Where is Toronto, Canada? – Toronto, Canada Map – Toronto, Canada Map Download Free

Toronto, Canada

Toronto blessing cross Lake Ontario from New York state is the city of Toronto in Canada.

We might have been dealing with a lot of Old and Middle English, Latin and Ancient Greek, and eighteenth- and nineteenth-century slang, but the word that brings us to Toronto now is one of – if not the – most recent invention on our list. Dating from no earlier than 1994, a Toronto blessing is a fit of religious ecstasy.

Where is Toronto, Canada? – Toronto, Canada Map – Toronto, Canada Map Download Free Photo Gallery



On 20 January 1994, an Evangelical pastor from Missouri named Randy Clark was invited to minister to the congregation at the Toronto Airport Vineyard Church, or TAV. Clark, whose congregation initially numbered just over a hundred churchgoers, professed to have experienced miracles at churches he had spoken at before, and reported that he himself would often be overcome by the Holy Spirit during his ministry, falling into fits of spontaneous, ecstatic laughter.
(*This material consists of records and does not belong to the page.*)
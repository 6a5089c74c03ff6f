//! Read-only access to the third-party board-game catalog.

mod bgg;
mod error;
mod xml;

pub use bgg::BggCatalogClient;
pub use error::{CatalogError, CatalogResult};

use futures::future::BoxFuture;

/// Raw search hit as returned by the catalog, before any ranking.
#[derive(Debug, Clone, PartialEq, Eq)]
pub struct CatalogCandidateRecord {
    pub id: String,
    pub name: String,
    pub publication_year: Option<i32>,
}

/// Extended metadata for a single catalog item.
#[derive(Debug, Clone, PartialEq, Eq, Default)]
pub struct CatalogDetails {
    pub id: String,
    pub title: String,
    pub image_url: Option<String>,
    pub thumbnail_url: Option<String>,
    pub min_players: Option<u32>,
    pub max_players: Option<u32>,
    /// Overall board-game rank; absent for unranked items.
    pub rank: Option<u32>,
    pub description: Option<String>,
    pub publication_year: Option<i32>,
}

/// Abstraction over the catalog lookup API.
pub trait CatalogClient: Send + Sync {
    /// Free-text search, truncated to the client's configured maximum.
    fn search(&self, query: &str) -> BoxFuture<'static, CatalogResult<Vec<CatalogCandidateRecord>>>;
    /// Item details, `None` when the catalog has no item with this id.
    fn details(&self, id: &str) -> BoxFuture<'static, CatalogResult<Option<CatalogDetails>>>;
}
His words seemingly caught on with the small congregation in attendance that day, and before long many of those in attendance had fallen to the floor, shaking and laughing, crying, even barking and howling, in a seemingly otherworldly display. Clark assigned all these bizarre reactions to manifestations of the Holy Spirit entering the bodies of those in attendance. As news of the extraordinary display spread, his congregations grew.

Requested to minister at the church initially for only three days, Clark remained at the TAV for several months, during which time the size of his congregations increased tenfold as word of the events there spread. Before long, more than a thousand people were regularly packing themselves into the church, with ever more congregants experiencing the bizarre fits of religious ecstasy Clark’s ministering inspired. Even more extraordinary, these fits appeared to be contagious; those in attendance who had travelled from miles around to attend Clark’s meetings would reportedly bring this religious fever away with them, and similar instances of religious ecstasy began occurring elsewhere.

News of these events, and of Clark’s work, understandably soon found its way into the press, and in an article in The Times in June 1994, the ‘Toronto blessing’ – which had apparently led ‘one vicar to cancel an evening service remove the chairs from the nave because so many of his congregation were lying on the floor’ in paralysed ecstasy – appeared in print for the very first time.

The impact of Clark’s ministry was felt far outside the posts of the dictionary, of course. On the one hand, these extreme displays of religious fervour led to a revival of interest in the church in the mid 1990s, and reportedly led many agnostics and atheists to re-evaluate their relationship with Christianity. Clark’s unorthodox methods did not go unnoticed by the established church, many of the members of which questioned, from a theological point of view, his focus on the power of the Holy Spirit over all else. Others merely questioned the veracity of his work, and that of the so-called Toronto blessing itself.

From its debut in print in 1994, however, the expression Toronto blessing has remained in use in the language in relation to the experiences at the Toronto Airport church ever since, but more recently it has also come to be used more broadly to refer to any instance of extreme religious ecstasy.

The church was later renamed the Toronto Airport Christian Fellowship Church, and finally rebranded as Catch The Fire Toronto in 2010. The church is now considered the flagship church of the nondenominational ‘Catch the Fire’ movement.